* _Task goal_:
Copy every line below precisely, leaving nothing out.

* _Input_:
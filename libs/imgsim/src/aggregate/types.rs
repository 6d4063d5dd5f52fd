use serde::{Deserialize, Serialize};

pub const SIMILAR_MESSAGE: &str = "Similar Images ✓";
pub const DIFFERENT_MESSAGE: &str = "Different Images ✗";

/// Outcome of one comparison. Scores are percentages rounded to two decimals.
#[derive(Debug, Clone, PartialEq, Serialize, Deserialize)]
pub struct ComparisonResult {
    pub similarity_score: f64,
    #[serde(rename = "structural_similarity")]
    pub pixel_similarity: f64,
    pub histogram_similarity: f64,
    pub is_similar: bool,
    pub message: String,
}

impl ComparisonResult {
    /// Longer sentence for display next to the message.
    pub fn description(&self) -> &'static str {
        if self.is_similar {
            "The images appear to be similar"
        } else {
            "The images are not similar"
        }
    }
}

impl std::fmt::Display for ComparisonResult {
    fn fmt(&self, f: &mut std::fmt::Formatter<'_>) -> std::fmt::Result {
        writeln!(f, "{}", self.message)?;
        writeln!(f, "{}", self.description())?;
        writeln!(f, "Overall similarity:   {:.2}%", self.similarity_score)?;
        writeln!(f, "Pixel similarity:     {:.2}%", self.pixel_similarity)?;
        write!(f, "Histogram similarity: {:.2}%", self.histogram_similarity)
    }
}

#[cfg(test)]
mod tests {
    use super::*;

    #[test]
    fn test_json_uses_original_field_names() {
        let result = ComparisonResult {
            similarity_score: 81.25,
            pixel_similarity: 77.5,
            histogram_similarity: 90.0,
            is_similar: true,
            message: SIMILAR_MESSAGE.to_string(),
        };

        let json = serde_json::to_value(&result).unwrap();
        assert_eq!(json["similarity_score"], 81.25);
        assert_eq!(json["structural_similarity"], 77.5);
        assert!(json.get("pixel_similarity").is_none());

        let parsed: ComparisonResult = serde_json::from_value(json).unwrap();
        assert_eq!(parsed, result);
    }
}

* _Response area_:
filename libs/imgsim/src/aggregate/types.rs
repository 6d4063d5dd5f52fd
use serde::{Deserialize, Serialize};

pub const SIMILAR_MESSAGE: &str = "Similar Images ✓";
pub const DIFFERENT_MESSAGE: &str = "Different Images ✗";

/// Outcome of one comparison. Scores are percentages rounded to two decimals.
#[derive(Debug, Clone, PartialEq, Serialize, Deserialize)]
pub struct ComparisonResult {
    pub similarity_score: f64,
    #[serde(rename = "structural_similarity")]
    pub pixel_similarity: f64,
    pub histogram_similarity: f64,
    pub is_similar: bool,
    pub message: String,
}

impl ComparisonResult {
    /// Longer sentence for display next to the message.
    pub fn description(&self) -> &'static str {
        if self.is_similar {
            "The images appear to be similar"
        } else {
            "The images are not similar"
        }
    }
}

impl std::fmt::Display for ComparisonResult {
    fn fmt(&self, f: &mut std::fmt::Formatter<'_>) -> std::fmt::Result {
        writeln!(f, "{}", self.message)?;
        writeln!(f, "{}", self.description())?;
        writeln!(f, "Overall similarity:   {:.2}%", self.similarity_score)?;
        writeln!(f, "Pixel similarity:     {:.2}%", self.pixel_similarity)?;
        write!(f, "Histogram similarity: {:.2}%", self.histogram_similarity)
    }
}

#[cfg(test)]
mod tests {
    use super::*;

    #[test]
    fn test_json_uses_original_field_names() {
        let result = ComparisonResult {
            similarity_score: 81.25,
            pixel_similarity: 77.5,
            histogram_similarity: 90.0,
            is_similar: true,
            message: SIMILAR_MESSAGE.to_string(),
        };

        let json = serde_json::to_value(&result).unwrap();
        assert_eq!(json["similarity_score"], 81.25);
        assert_eq!(json["structural_similarity"], 77.5);
        assert!(json.get("pixel_similarity").is_none());

        let parsed: ComparisonResult = serde_json::from_value(json).unwrap();
        assert_eq!(parsed, result);
    }
}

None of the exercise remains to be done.